***** DATASET CONTENT *****

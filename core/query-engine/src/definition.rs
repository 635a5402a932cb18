//! FILENAME: core/query-engine/src/definition.rs
//! Query Definition - the serializable request shape.
//!
//! These structures DESCRIBE one query. They are designed to be:
//! - Deserialized from the caller's JSON unchanged (camelCase)
//! - Sent across the worker messaging boundary
//! - Immutable snapshots of caller intent
//!
//! Page numbers are unsigned on purpose: a negative offset or limit is
//! malformed input and gets rejected during deserialization, before the
//! engine ever sees it.

use serde::{Deserialize, Serialize};
use std::collections::HashMap;

// ============================================================================
// QUERY INPUT
// ============================================================================

/// One query request against the current snapshot.
///
/// Filters are conjunctive across attributes and disjunctive within one
/// attribute's accepted-value set. An attribute absent from the map - or
/// present with an empty set - imposes no constraint, so an accidentally
/// cleared dropdown selection never hides the whole table.
#[derive(Debug, Clone, Default, PartialEq, Serialize, Deserialize)]
#[serde(rename_all = "camelCase", default)]
pub struct QueryInput {
    /// Accepted values per attribute wire name. Boolean attributes use the
    /// literal values "true" / "false". Unknown names are ignored, which
    /// tolerates schema skew between UI build and engine build.
    pub filters: HashMap<String, Vec<String>>,

    /// Optional single-key sort. None preserves normalized load order.
    pub sort: Option<SortSpec>,

    /// Page window applied after filter + sort.
    pub page: PageWindow,
}

// ============================================================================
// SORT
// ============================================================================

/// Sort key and direction.
#[derive(Debug, Clone, PartialEq, Serialize, Deserialize)]
#[serde(rename_all = "camelCase")]
pub struct SortSpec {
    /// Attribute wire name to order by.
    pub key: String,

    #[serde(default)]
    pub direction: SortDirection,
}

#[derive(Debug, Clone, Copy, PartialEq, Eq, Serialize, Deserialize)]
#[serde(rename_all = "camelCase")]
pub enum SortDirection {
    Ascending,
    Descending,
}

impl Default for SortDirection {
    fn default() -> Self {
        SortDirection::Ascending
    }
}

// ============================================================================
// PAGE WINDOW
// ============================================================================

/// Half-open row window `[offset, offset + limit)`.
///
/// An out-of-range window (offset past the result, or limit of zero) is an
/// empty page with the correct total, not an error.
#[derive(Debug, Clone, Copy, PartialEq, Eq, Serialize, Deserialize)]
#[serde(rename_all = "camelCase", default)]
pub struct PageWindow {
    pub offset: usize,
    pub limit: usize,
}

impl Default for PageWindow {
    /// The whole result set - callers that omit `page` get every row.
    fn default() -> Self {
        PageWindow {
            offset: 0,
            limit: usize::MAX,
        }
    }
}
//! FILENAME: core/worker/src/lib.rs
//! PURPOSE: Engine facade / messaging boundary for the compatibility matrix.
//! CONTEXT: The interactive surface talks to the engine exclusively through
//! EngineHandle; all load/query/distinct work runs on a dedicated worker
//! task behind an mpsc request channel with oneshot replies.

mod engine_worker;
mod error;
mod handle;
mod protocol;

pub use error::EngineError;
pub use handle::EngineHandle;
pub use protocol::LoadSummary;

// Re-export the request/response vocabulary so boundary consumers need
// only this crate.
pub use query_engine::{
    EnrichedRow, EnumOptionMap, PageWindow, QueryInput, QueryResult, SortDirection, SortSpec,
};
pub use registry::{FlatRow, GroupKey};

*****

ABOUT THIS EXERCISE. Every line above that includes the string "EngineHandle" should be counted, and the answer should be that number only.

WORKED SOLUTION. 2